Protecting your business against cybercriminals

Written by Rudi on May 17 2017

Protect against cyber crime

We are all aware cybercrime against businesses is becoming increasingly popular. Throughout the past week we’ve witnessed cyber attacks on the UKs National Health Service and many other high profile companies. The WannaCrypt hack took many businesses across the globe by surprise and halted the daily operations of a large proportion of those organisation.

Businesses are losing thousands of pounds every day, but worryingly, losing large quantities of critical data. Losing the data that makes up your business can be more damaging than losing money. With your sensitive business information in the hands of a criminal, not only are you at risk of losing your business, your customers are put in potential danger too.

Next year, May 2018 the new General Data Protection Regulation (GDPR) comes into effect, which means if an attack like this were to happen next year, businesses who haven’t taken the correct precautions to protect their data would be liable. The new law will require businesses to be transparent about the ways in which they share, store, discard and transfer their data - failure to comply will result in large fines.

To help prevent your business becoming the latest victim of cybercrime we’ve created a list of simple steps you can take to ensure the safety of your most valued information as well as protecting your clients. Now is the time to start putting measures into place to ensure you’re compliant by next year. And as we’ve seen in recent events, no business is entirely safe when online but with the right tools you can identify a potential threat before it escalates.

Continue reading to find out how you can help protect your business when online…

1. Create secure passwords

The majority of passwords are not secure. You may think they are, and you may be under the impression that no one is able to retrieve your personal data, but all it takes is for a cybercriminal to look at your social profile and the chances are all the information is on there somewhere.
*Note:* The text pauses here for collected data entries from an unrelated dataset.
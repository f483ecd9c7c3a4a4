//! Schema-less view binding over a [`ParamTree`]: one editable field per
//! scalar leaf, discovered by walking the tree at render time. A leaf
//! interaction becomes exactly one `set` call via [`commit`].

use crate::tree::{ParamTree, Path, PathError, Segment};
use thiserror::Error;

#[derive(Debug, Clone, Copy, PartialEq, Eq)]
pub enum FieldKind {
    Number,
    Text,
}

/// One bound input field. `label` is the dotted/bracketed form of `path`;
/// `value` is the display string of the current leaf value.
#[derive(Debug, Clone)]
pub struct FieldBinding {
    pub path: Path,
    pub label: String,
    pub kind: FieldKind,
    pub value: String,
}

#[derive(Debug, Error)]
pub enum EditError {
    #[error(transparent)]
    Path(#[from] PathError),
    #[error("`{raw}` is not a number (field `{path}` is numeric)")]
    InvalidNumber { path: String, raw: String },
    #[error("`{path}` is a {kind} node, not an editable field")]
    NotALeaf { path: String, kind: &'static str },
}

/// Walk the tree depth-first and produce a binding per scalar leaf.
/// Mapping entries come out in insertion order, sequence elements in index
/// order. Empty containers contribute nothing.
pub fn leaf_bindings(tree: &ParamTree) -> Vec<FieldBinding> {
    let mut out = Vec::new();
    let mut prefix = Path::root();
    walk(tree, &mut prefix, &mut out);
    out
}

fn walk(node: &ParamTree, prefix: &mut Path, out: &mut Vec<FieldBinding>) {
    match node {
        ParamTree::Mapping(entries) => {
            for (key, child) in entries {
                prefix.push(Segment::Key(key.clone()));
                walk(child, prefix, out);
                prefix.pop();
            }
        }
        ParamTree::Sequence(items) => {
            for (index, child) in items.iter().enumerate() {
                prefix.push(Segment::Index(index));
                walk(child, prefix, out);
                prefix.pop();
            }
        }
        ParamTree::Number(n) => out.push(binding(prefix, FieldKind::Number, format_number(*n))),
        ParamTree::Text(t) => out.push(binding(prefix, FieldKind::Text, t.clone())),
    }
}

fn binding(path: &Path, kind: FieldKind, value: String) -> FieldBinding {
    FieldBinding {
        path: path.clone(),
        label: path.to_string(),
        kind,
        value,
    }
}

/// Apply one committed leaf edit: the raw input is parsed as a number when
/// the current value is numeric, taken verbatim when it is text. Returns
/// the replacement tree; the caller swaps it in whole.
pub fn commit(tree: &ParamTree, path: &Path, raw: &str) -> Result<ParamTree, EditError> {
    let value = match tree.get(path)? {
        ParamTree::Number(_) => {
            let parsed: f64 = raw.trim().parse().map_err(|_| EditError::InvalidNumber {
                path: path.to_string(),
                raw: raw.to_string(),
            })?;
            ParamTree::Number(parsed)
        }
        ParamTree::Text(_) => ParamTree::Text(raw.to_string()),
        other => {
            return Err(EditError::NotALeaf {
                path: path.to_string(),
                kind: other.kind(),
            })
        }
    };
    Ok(tree.set(path, value)?)
}

/// Integral values display without a trailing `.0` so numeric fields look
/// the way they were typed.
pub fn format_number(n: f64) -> String {
    if n.fract() == 0.0 && n.abs() < 1e15 {
        format!("{}", n as i64)
    } else {
        format!("{n}")
    }
}
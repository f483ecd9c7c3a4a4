//! The session's starting state: a small descriptive prompt and the
//! parameter sets a fresh pipeline run uses before inference has replaced
//! them.

use crate::tree::ParamTree;
use indexmap::IndexMap;
use stokes_protocol::EffectDescription;

pub fn effect_description() -> EffectDescription {
    IndexMap::from([
        ("vfx_type".to_string(), "swirling vortex".to_string()),
        ("style".to_string(), "blue liquid".to_string()),
    ])
}

fn num(n: f64) -> ParamTree {
    ParamTree::Number(n)
}

fn text(s: &str) -> ParamTree {
    ParamTree::Text(s.to_string())
}

fn seq<const N: usize>(items: [f64; N]) -> ParamTree {
    ParamTree::Sequence(items.into_iter().map(ParamTree::Number).collect())
}

pub fn simulation_params() -> ParamTree {
    ParamTree::Mapping(IndexMap::from([
        ("grid_resolution".to_string(), seq([101.0, 101.0])),
        ("time_steps".to_string(), num(30.0)),
        ("viscosity".to_string(), num(0.02)),
        ("initial_shape_type".to_string(), text("vortex")),
        ("initial_shape_position".to_string(), seq([1.0, 1.0])),
        ("initial_shape_size".to_string(), num(0.4)),
        ("initial_velocity".to_string(), seq([0.0, 0.0])),
        ("boundary_conditions".to_string(), text("no_slip_walls")),
        ("vortex_strength".to_string(), num(1.2)),
        ("source_strength".to_string(), num(2.0)),
    ]))
}

pub fn visualization_params() -> ParamTree {
    ParamTree::Mapping(IndexMap::from([
        ("arrow_color".to_string(), seq([0.0, 0.0, 0.8])),
        ("arrow_scale_factor".to_string(), num(3.0)),
        ("arrow_density".to_string(), num(15.0)),
        ("emission_strength".to_string(), num(50.0)),
        ("transparency_alpha".to_string(), num(0.1)),
        ("camera_location".to_string(), seq([0.0, -5.0, 2.0])),
        ("light_energy".to_string(), num(3.0)),
        ("render_samples".to_string(), num(128.0)),
    ]))
}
When you’re choosing a password, try to avoid using family names and dates of birth. For example, if your partner is called John and his birthday is 1st Jan

1980 you might be tempted to have your password as John010180. Now if you’ve posted a "happy 37th

birthday" message on John’s wall and a cybercriminal is on your profile, they’ve got your password, and you probably use the same password for multiple accounts.
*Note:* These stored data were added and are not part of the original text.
use console_core::defaults;
use console_core::tree::{ParamTree, Path, PathError};
use serde_json::json;

#[test]
fn set_replaces_target_and_preserves_siblings() {
    let tree = defaults::simulation_params();
    let path = Path::root().key("viscosity");
    let updated = tree.set(&path, ParamTree::Number(0.05)).expect("valid path");

    assert_eq!(updated.get(&path).unwrap(), &ParamTree::Number(0.05));

    let sibling = Path::root().key("grid_resolution");
    assert_eq!(updated.get(&sibling).unwrap(), tree.get(&sibling).unwrap());

    // The input tree is untouched.
    assert_eq!(tree.get(&path).unwrap(), &ParamTree::Number(0.02));
}

#[test]
fn set_deep_sequence_element() {
    let tree = defaults::visualization_params();
    let path = Path::root().key("camera_location").index(2);
    let updated = tree.set(&path, ParamTree::Number(4.0)).expect("valid path");

    assert_eq!(updated.get(&path).unwrap(), &ParamTree::Number(4.0));

    let neighbor = Path::root().key("camera_location").index(0);
    assert_eq!(updated.get(&neighbor).unwrap(), tree.get(&neighbor).unwrap());
}

#[test]
fn set_never_creates_nodes() {
    let tree = defaults::simulation_params();

    // One segment past an existing leaf.
    let too_deep = Path::root().key("viscosity").key("nested");
    let err = tree.set(&too_deep, ParamTree::Number(1.0)).unwrap_err();
    assert!(matches!(err, PathError::KindMismatch { .. }), "got {err:?}");

    let missing = Path::root().key("no_such_param");
    let err = tree.set(&missing, ParamTree::Number(1.0)).unwrap_err();
    assert!(matches!(err, PathError::UnknownKey { .. }), "got {err:?}");
}

#[test]
fn empty_path_is_not_a_set_target() {
    let tree = defaults::simulation_params();
    let err = tree.set(&Path::root(), ParamTree::Number(1.0)).unwrap_err();
    assert_eq!(err, PathError::Empty);
}

#[test]
fn index_into_mapping_is_a_kind_mismatch() {
    let tree = defaults::simulation_params();
    let err = tree.get(&Path::root().index(0)).unwrap_err();
    assert!(matches!(err, PathError::KindMismatch { kind: "mapping", .. }), "got {err:?}");
}

#[test]
fn out_of_bounds_index_reports_len() {
    let tree = defaults::simulation_params();
    let err = tree.get(&Path::root().key("grid_resolution").index(5)).unwrap_err();
    assert_eq!(
        err,
        PathError::OutOfBounds {
            index: 5,
            len: 2,
            at: "grid_resolution".to_string(),
        }
    );
}

#[test]
fn from_value_rejects_null_and_bool() {
    assert!(ParamTree::from_value(&json!({"flag": true})).is_err());
    assert!(ParamTree::from_value(&json!({"hole": null})).is_err());
    assert!(ParamTree::from_value(&json!([1, false])).is_err());
}

#[test]
fn value_round_trip_preserves_shape() {
    let tree = defaults::simulation_params();
    let back = ParamTree::from_value(&tree.to_value()).expect("round trip");
    assert_eq!(back, tree);
}

#[test]
fn path_parse_and_display_round_trip() {
    for s in ["viscosity", "camera_location[2]", "a.b[0].c", "[1]", "grid_resolution[0]"] {
        let path: Path = s.parse().expect(s);
        assert_eq!(path.to_string(), s);
    }

    assert!("".parse::<Path>().is_err());
    assert!("a[x]".parse::<Path>().is_err());
    assert!(".a".parse::<Path>().is_err());
}
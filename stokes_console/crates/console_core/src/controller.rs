//! The session's state machine. All mutation of the parameter trees, the
//! effect description, the run state, and the preview session goes through
//! this controller, either as a request method or as one `apply_event`
//! reduction. Transport and server failures are recovered locally with a
//! log line and a non-busy phase; nothing is retried automatically.

use crate::backend::PipelineBackend;
use crate::defaults;
use crate::editor::{self, EditError};
use crate::state::{FrameOutOfRange, Phase, PreviewSession, RunState};
use crate::tree::{ParamTree, Path};
use stokes_protocol::{
    ChannelEvent, EffectDescription, InferRequest, InferResponse, PreviewRequest, PreviewResponse,
    PreviewSettings, ResponseStatus, RunRequest, StatusUpdate,
};
use thiserror::Error;

pub const MAX_PREVIEW_FRAMES: u32 = 100;

/// The controller's inbox: wire events plus connectivity markers
/// synthesized by whichever transport feeds it.
#[derive(Debug, Clone)]
pub enum SessionEvent {
    Connected,
    Disconnected,
    Log(String),
    Status(StatusUpdate),
}

impl From<ChannelEvent> for SessionEvent {
    fn from(event: ChannelEvent) -> Self {
        match event {
            ChannelEvent::PipelineLog { message } => SessionEvent::Log(message),
            ChannelEvent::PipelineStatus(update) => SessionEvent::Status(update),
        }
    }
}

#[derive(Debug, Error)]
pub enum ControlError {
    #[error("cannot start while {active}")]
    Busy { active: &'static str },
    #[error("preview duration must be between 1 and 100 frames (got {got})")]
    InvalidPreviewDuration { got: u32 },
}

pub struct SessionController<B> {
    backend: B,
    effect: EffectDescription,
    simulation_params: ParamTree,
    visualization_params: ParamTree,
    run: RunState,
    preview: PreviewSession,
}

impl<B: PipelineBackend> SessionController<B> {
    pub fn new(backend: B) -> Self {
        Self::with_params(
            backend,
            defaults::simulation_params(),
            defaults::visualization_params(),
        )
    }

    pub fn with_params(backend: B, simulation_params: ParamTree, visualization_params: ParamTree) -> Self {
        Self {
            backend,
            effect: defaults::effect_description(),
            simulation_params,
            visualization_params,
            run: RunState::default(),
            preview: PreviewSession::default(),
        }
    }

    pub fn run_state(&self) -> &RunState {
        &self.run
    }

    pub fn phase(&self) -> Phase {
        self.run.phase
    }

    pub fn preview(&self) -> &PreviewSession {
        &self.preview
    }

    pub fn simulation_params(&self) -> &ParamTree {
        &self.simulation_params
    }

    pub fn visualization_params(&self) -> &ParamTree {
        &self.visualization_params
    }

    pub fn effect_description(&self) -> &EffectDescription {
        &self.effect
    }

    /// Field-by-field edit of the effect description.
    pub fn describe(&mut self, field: impl Into<String>, value: impl Into<String>) {
        self.effect.insert(field.into(), value.into());
    }

    pub fn replace_effect_description(&mut self, description: EffectDescription) {
        self.effect = description;
    }

    /// One committed editor edit against the simulation tree. The edit
    /// either lands whole or leaves the session untouched.
    pub fn commit_simulation_edit(&mut self, path: &Path, raw: &str) -> Result<(), EditError> {
        self.simulation_params = editor::commit(&self.simulation_params, path, raw)?;
        Ok(())
    }

    pub fn commit_visualization_edit(&mut self, path: &Path, raw: &str) -> Result<(), EditError> {
        self.visualization_params = editor::commit(&self.visualization_params, path, raw)?;
        Ok(())
    }

    pub fn select_preview_frame(&mut self, index: usize) -> Result<(), FrameOutOfRange> {
        self.preview.select(index)
    }

    fn ensure_not_busy(&self) -> Result<(), ControlError> {
        if self.run.phase.is_busy() {
            return Err(ControlError::Busy {
                active: self.run.phase.label(),
            });
        }
        Ok(())
    }

    /// Send the effect description to the inference collaborator and, on
    /// success, replace both parameter trees wholesale. Inference failure
    /// is non-fatal: logged, back to idle.
    pub async fn request_inference(&mut self) -> Result<(), ControlError> {
        self.ensure_not_busy()?;
        self.run.push_log("Inferring parameters from LLM...");
        self.run.phase = Phase::Inferring;
        let req = InferRequest {
            effect_description: self.effect.clone(),
        };
        match self.backend.infer_params(&req).await {
            Ok(resp) => self.ingest_inference(resp),
            Err(e) => {
                tracing::warn!("inference request failed: {e}");
                self.run.push_log(format!("API Error during inference: {e}"));
            }
        }
        self.run.phase = Phase::Idle;
        Ok(())
    }

    fn ingest_inference(&mut self, resp: InferResponse) {
        if resp.status != ResponseStatus::Success {
            let msg = resp.message.unwrap_or_else(|| "unknown error".to_string());
            self.run.push_log(format!("Parameter inference failed: {msg}"));
            return;
        }
        let (Some(sim), Some(vis)) = (resp.simulation_params, resp.visualization_params) else {
            self.run
                .push_log("Parameter inference failed: response missing parameter sets");
            return;
        };
        match (ParamTree::from_value(&sim), ParamTree::from_value(&vis)) {
            (Ok(sim), Ok(vis)) => {
                self.simulation_params = sim;
                self.visualization_params = vis;
                self.run.push_log("Parameters inferred successfully.");
            }
            (Err(e), _) | (_, Err(e)) => {
                self.run.push_log(format!("Parameter inference failed: {e}"));
            }
        }
    }

    /// Start a pipeline run. Clears the previous run's log, progress, and
    /// artifact references, then sends the current parameters. The
    /// response acknowledges acceptance only; progress arrives as events.
    pub async fn request_run(&mut self) -> Result<(), ControlError> {
        self.ensure_not_busy()?;
        self.run.reset_for_run();
        let req = RunRequest {
            simulation_params: self.simulation_params.to_value(),
            visualization_params: self.visualization_params.to_value(),
        };
        match self.backend.run_pipeline(&req).await {
            Ok(ack) => self.run.push_log(format!("API Response: {}", ack.message)),
            Err(e) => {
                tracing::warn!("run request failed: {e}");
                self.run.push_log(format!("API Error: {e}"));
                self.run.phase = Phase::Failed;
            }
        }
        Ok(())
    }

    /// Advisory stop. Logs the acknowledgement but changes no phase; the
    /// phase moves when (and only when) a status event says so, whichever
    /// terminal event arrives first.
    pub async fn request_stop(&mut self) {
        match self.backend.stop_pipeline().await {
            Ok(ack) => self.run.push_log(format!("API Response: {}", ack.message)),
            Err(e) => {
                tracing::warn!("stop request failed: {e}");
                self.run.push_log(format!("API Error: {e}"));
            }
        }
    }

    /// Render a short preview of the current simulation parameters. The
    /// frame store is cleared (selector back to 0) before the request goes
    /// out, and populated once from the single response.
    pub async fn request_preview(&mut self, duration_frames: u32) -> Result<(), ControlError> {
        self.ensure_not_busy()?;
        if duration_frames == 0 || duration_frames > MAX_PREVIEW_FRAMES {
            return Err(ControlError::InvalidPreviewDuration {
                got: duration_frames,
            });
        }
        self.run.push_log("Generating preview...");
        self.run.phase = Phase::Previewing;
        self.preview.clear();
        let req = PreviewRequest {
            simulation_params: self.simulation_params.to_value(),
            preview_settings: PreviewSettings { duration_frames },
        };
        match self.backend.run_preview(&req).await {
            Ok(resp) => self.ingest_preview(resp),
            Err(e) => {
                tracing::warn!("preview request failed: {e}");
                self.run.push_log(format!("API Error during preview: {e}"));
            }
        }
        self.run.phase = Phase::Idle;
        Ok(())
    }

    fn ingest_preview(&mut self, resp: PreviewResponse) {
        if resp.status != ResponseStatus::Success {
            let msg = resp.message.unwrap_or_else(|| "unknown error".to_string());
            self.run.push_log(format!("Preview generation failed: {msg}"));
            return;
        }
        let Some(data) = resp.preview_data else {
            self.run.push_log("Preview generation failed: response missing frames");
            return;
        };
        self.preview.populate(data.frames);
        self.run.push_log("Preview frames generated successfully.");
    }

    /// Reduce one inbound event into the session state. Callable by any
    /// transport binding; the event's own status field is authoritative
    /// for the phase, and optional fields only overwrite when present.
    pub fn apply_event(&mut self, event: SessionEvent) {
        match event {
            SessionEvent::Connected => self.run.push_log("Connected to server."),
            SessionEvent::Disconnected => self.run.push_log("Disconnected from server."),
            SessionEvent::Log(message) => self.run.push_log(message),
            SessionEvent::Status(update) => self.apply_status(update),
        }
    }

    fn apply_status(&mut self, update: StatusUpdate) {
        let StatusUpdate {
            status,
            current_step,
            progress,
            output_url,
            gif_url,
            message,
        } = update;
        let detail = message.unwrap_or_else(|| current_step.clone());
        self.run.phase = Phase::from(status);
        self.run.current_step = current_step;
        if let Some(progress) = progress {
            self.run.progress = progress;
        }
        if let Some(url) = output_url {
            self.run.output_url = Some(url);
        }
        if let Some(url) = gif_url {
            self.run.gif_url = Some(url);
        }
        self.run
            .push_log(format!("Status: {} - {detail}", status.label()));
    }
}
Try making your passwords 8 – 12 characters long, and use a range of upper and lower case letter, numbers and symbols. By using this you could transform your old password to something like this j0Hno1j4N8o – it’s still easy to remember but it’s a little less obvious.

2. Create IT policies

IT policies are a great way to re-enforce existing rules with your employees. As Bring Your Own Device or BYOD is becoming more popular within the work place, it is getting increasingly difficult to control who is accessing what areas of your business and from which device. With IT policies that employees sign to say they have read and understood, you’re able to set out clear, concise rules and guidelines. For example, using a Mobile Device Management application as standard practise is a great way to ensure your critical business information is protected. The application works by enforcing rules. These rules can be restrictions to certain areas of the business portal, or disabling the use of commands such as cut, copy, paste, forward and save. By doing this you’re adding an extra layer of security to your business making sure you’re protected at all times.

3. Educate your staff

Educating your staff is a great way of protecting your business from cybercriminals. It doesn’t have to cost you a lot but it will help save money in the long run. By teaching your staff the importance of staying safe online you can avoid a security breach to your company. Microsoft estimates that 95% of security breaches are down to human error. With staff properly educated and aware of what to look for – suspicious emails, attachments and links, you’re adding an additional layer of security to your business.

4. Update software

You should always be working from the latest version of your software. For example if your anti-virus software isn’t up-to-date, chances are that it’s not working properly and leaving your business open to attack. The updates that are released for your anti-virus is designed to fix any problems or bugs and ensure that your systems are protected against the latest versions of malware and viruses.

Your software settings can easily be changed to automatic updates, you don’t have to remember to update your software and eliminate the risk of forgetting and leaving your data open to cybercriminals, and you can also update at a time that is least disruptive to your working day.

Ensuring your company is as well protected as possible helps reduce the risk of damage to your business and if the worst were to happen, your contingency plans can be put into action so you can recover as much of your data as you can and keep your business running.